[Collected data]
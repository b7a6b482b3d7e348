//! Reseeding the forecast tables with synthesized data

use chrono::{DateTime, FixedOffset, NaiveDate, TimeZone, Utc};
use futures::future::try_join_all;
use sqlx::{PgPool, Postgres, QueryBuilder};
use std::collections::HashMap;

use shared::{ForecastRecord, ForecastSynthesizer, ProvinceSeed, Region, SlotSchedule};

use crate::error::{AppError, AppResult};

/// Seeding window and batching
#[derive(Debug, Clone)]
pub struct SeedPlan {
    pub start_date: NaiveDate,
    /// Inclusive
    pub end_date: NaiveDate,
    pub schedule: SlotSchedule,
    pub local: FixedOffset,
    pub batch_size: usize,
}

/// Counts reported after a run
#[derive(Debug, Clone, PartialEq, Eq)]
pub struct SeedSummary {
    pub provinces: usize,
    pub days: usize,
    pub forecasts: usize,
    pub nearby_links: usize,
}

/// Seed service replacing all forecast data
pub struct SeedService {
    db: PgPool,
    synthesizer: ForecastSynthesizer<'static>,
    provinces: &'static [ProvinceSeed],
}

impl SeedService {
    pub fn new(db: PgPool) -> Self {
        Self {
            db,
            synthesizer: ForecastSynthesizer::new(),
            provinces: shared::PROVINCES,
        }
    }

    /// Wipe and regenerate provinces and forecasts for the plan's window
    pub async fn run(&self, plan: &SeedPlan) -> AppResult<SeedSummary> {
        if plan.end_date < plan.start_date {
            return Err(AppError::Configuration(format!(
                "seed window ends before it starts: {} > {}",
                plan.start_date, plan.end_date
            )));
        }
        if plan.batch_size == 0 {
            return Err(AppError::Configuration("seed.batch_size must be positive".into()));
        }

        self.clear().await?;
        let province_ids = self.insert_provinces().await?;
        tracing::info!(count = province_ids.len(), "Provinces inserted");

        let records = synthesize_window(&self.synthesizer, plan)?;
        let days = days_inclusive(plan.start_date, plan.end_date);
        tracing::info!(records = records.len(), days, "Forecasts synthesized");

        let mut nearby_links = 0;
        let total_batches = records.len().div_ceil(plan.batch_size);
        for (index, batch) in records.chunks(plan.batch_size).enumerate() {
            let inserted = try_join_all(
                batch
                    .iter()
                    .map(|record| self.insert_forecast(record, &plan.local, &province_ids)),
            )
            .await?;
            nearby_links += inserted.iter().sum::<usize>();

            tracing::debug!(batch = index + 1, total_batches, size = batch.len(), "Batch inserted");
            if (index + 1) % 20 == 0 || index + 1 == total_batches {
                tracing::info!(
                    inserted = (index * plan.batch_size + batch.len()),
                    total = records.len(),
                    "Seeding progress"
                );
            }
        }

        Ok(SeedSummary {
            provinces: province_ids.len(),
            days,
            forecasts: records.len(),
            nearby_links,
        })
    }

    /// Delete links, forecasts, then provinces
    async fn clear(&self) -> AppResult<()> {
        let mut tx = self.db.begin().await?;
        sqlx::query("DELETE FROM weather_nearby_areas")
            .execute(&mut *tx)
            .await?;
        sqlx::query("DELETE FROM weather_forecasts")
            .execute(&mut *tx)
            .await?;
        sqlx::query("DELETE FROM provinces").execute(&mut *tx).await?;
        tx.commit().await?;

        tracing::info!("Existing forecast data cleared");
        Ok(())
    }

    /// Bulk insert the province table, returning ids by code
    async fn insert_provinces(&self) -> AppResult<HashMap<String, i64>> {
        let mut builder: QueryBuilder<Postgres> =
            QueryBuilder::new("INSERT INTO provinces (code, name_th, name_en) ");
        builder.push_values(self.provinces, |mut row, province| {
            row.push_bind(province.code)
                .push_bind(province.name_th)
                .push_bind(province.name_en);
        });
        builder.push(" RETURNING id, code");

        let rows: Vec<(i64, String)> = builder.build_query_as().fetch_all(&self.db).await?;
        Ok(rows.into_iter().map(|(id, code)| (code, id)).collect())
    }

    /// Insert one forecast and its nearby links; returns the link count
    async fn insert_forecast(
        &self,
        record: &ForecastRecord,
        local: &FixedOffset,
        province_ids: &HashMap<String, i64>,
    ) -> AppResult<usize> {
        let date_time = slot_instant(record, local)?;

        let forecast_id = sqlx::query_scalar::<_, i64>(
            r#"
            INSERT INTO weather_forecasts (
                region, date_time, day_night, detail, temperature_c,
                clear_pct, partly_cloudy_pct, cloudy_pct, rain_pct, thunderstorm_pct, fog_pct,
                max_temperature_c, min_temperature_c, wind_text, wave_text
            )
            VALUES ($1, $2, $3, $4, $5, $6, $7, $8, $9, $10, $11, $12, $13, $14, $15)
            RETURNING id
            "#,
        )
        .bind(record.region.name_th())
        .bind(date_time)
        .bind(record.day_night.as_str())
        .bind(record.detail.label_th())
        .bind(record.temperature_c)
        .bind(record.clear_pct)
        .bind(record.partly_cloudy_pct)
        .bind(record.cloudy_pct)
        .bind(record.rain_pct)
        .bind(record.thunderstorm_pct)
        .bind(record.fog_pct)
        .bind(record.max_temperature_c)
        .bind(record.min_temperature_c)
        .bind(record.wind_text.as_deref())
        .bind(record.wave_text.as_deref())
        .fetch_one(&self.db)
        .await?;

        let codes = record.nearby_province_codes.as_deref().unwrap_or_default();
        if codes.is_empty() {
            return Ok(0);
        }

        let ids = codes
            .iter()
            .map(|code| {
                province_ids.get(code).copied().ok_or_else(|| {
                    AppError::Internal(format!("Nearby province {} was not seeded", code))
                })
            })
            .collect::<AppResult<Vec<i64>>>()?;

        let mut builder: QueryBuilder<Postgres> =
            QueryBuilder::new("INSERT INTO weather_nearby_areas (forecast_id, province_id) ");
        builder.push_values(&ids, |mut row, province_id| {
            row.push_bind(forecast_id).push_bind(*province_id);
        });
        builder.build().execute(&self.db).await?;

        Ok(ids.len())
    }
}

/// Every (day, slot, region) record of the window, in that order
pub fn synthesize_window(
    synthesizer: &ForecastSynthesizer<'_>,
    plan: &SeedPlan,
) -> AppResult<Vec<ForecastRecord>> {
    let mut records = Vec::with_capacity(
        days_inclusive(plan.start_date, plan.end_date) * plan.schedule.hours().len() * Region::ALL.len(),
    );
    for date in plan.start_date.iter_days().take_while(|d| *d <= plan.end_date) {
        for &hour in plan.schedule.hours() {
            for region in Region::ALL {
                records.push(synthesizer.synthesize(region, date, hour)?);
            }
        }
    }
    Ok(records)
}

fn days_inclusive(start: NaiveDate, end: NaiveDate) -> usize {
    ((end - start).num_days() + 1).max(0) as usize
}

/// UTC instant of a record's local slot
pub fn slot_instant(record: &ForecastRecord, local: &FixedOffset) -> AppResult<DateTime<Utc>> {
    local
        .from_local_datetime(&record.local_date_time())
        .single()
        .map(|t| t.with_timezone(&Utc))
        .ok_or_else(|| AppError::Internal("Unrepresentable slot time".to_string()))
}

#[cfg(test)]
mod tests {
    use super::*;

    fn plan(start: (i32, u32, u32), end: (i32, u32, u32)) -> SeedPlan {
        SeedPlan {
            start_date: NaiveDate::from_ymd_opt(start.0, start.1, start.2).unwrap(),
            end_date: NaiveDate::from_ymd_opt(end.0, end.1, end.2).unwrap(),
            schedule: SlotSchedule::default(),
            local: FixedOffset::east_opt(7 * 3600).unwrap(),
            batch_size: 25,
        }
    }

    #[test]
    fn test_window_covers_every_day_slot_region() {
        let synth = ForecastSynthesizer::new();
        let records = synthesize_window(&synth, &plan((2025, 11, 1), (2025, 11, 3))).unwrap();
        assert_eq!(records.len(), 3 * 3 * 7);
        assert_eq!(records[0].region, Region::North);
        assert_eq!(records[0].hour, 7);
        assert_eq!(records.last().unwrap().hour, 19);
    }

    #[test]
    fn test_default_window_size() {
        let synth = ForecastSynthesizer::new();
        let records = synthesize_window(&synth, &plan((2025, 11, 1), (2026, 1, 1))).unwrap();
        assert_eq!(records.len(), 62 * 3 * 7);
        let start = NaiveDate::from_ymd_opt(2025, 11, 1).unwrap();
        assert_eq!(days_inclusive(start, start), 1);
        assert_eq!(days_inclusive(start, start.pred_opt().unwrap()), 0);
    }

    #[test]
    fn test_slot_instant_is_utc() {
        let synth = ForecastSynthesizer::new();
        let record = synth
            .synthesize(Region::Central, NaiveDate::from_ymd_opt(2025, 11, 1).unwrap(), 7)
            .unwrap();
        let at = slot_instant(&record, &FixedOffset::east_opt(7 * 3600).unwrap()).unwrap();
        assert_eq!(at.to_rfc3339(), "2025-11-01T00:00:00+00:00");
    }
}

### Directions for this task
The word "derive": say how many lines of the records hold it, and give nothing but the number.

### Your solution
2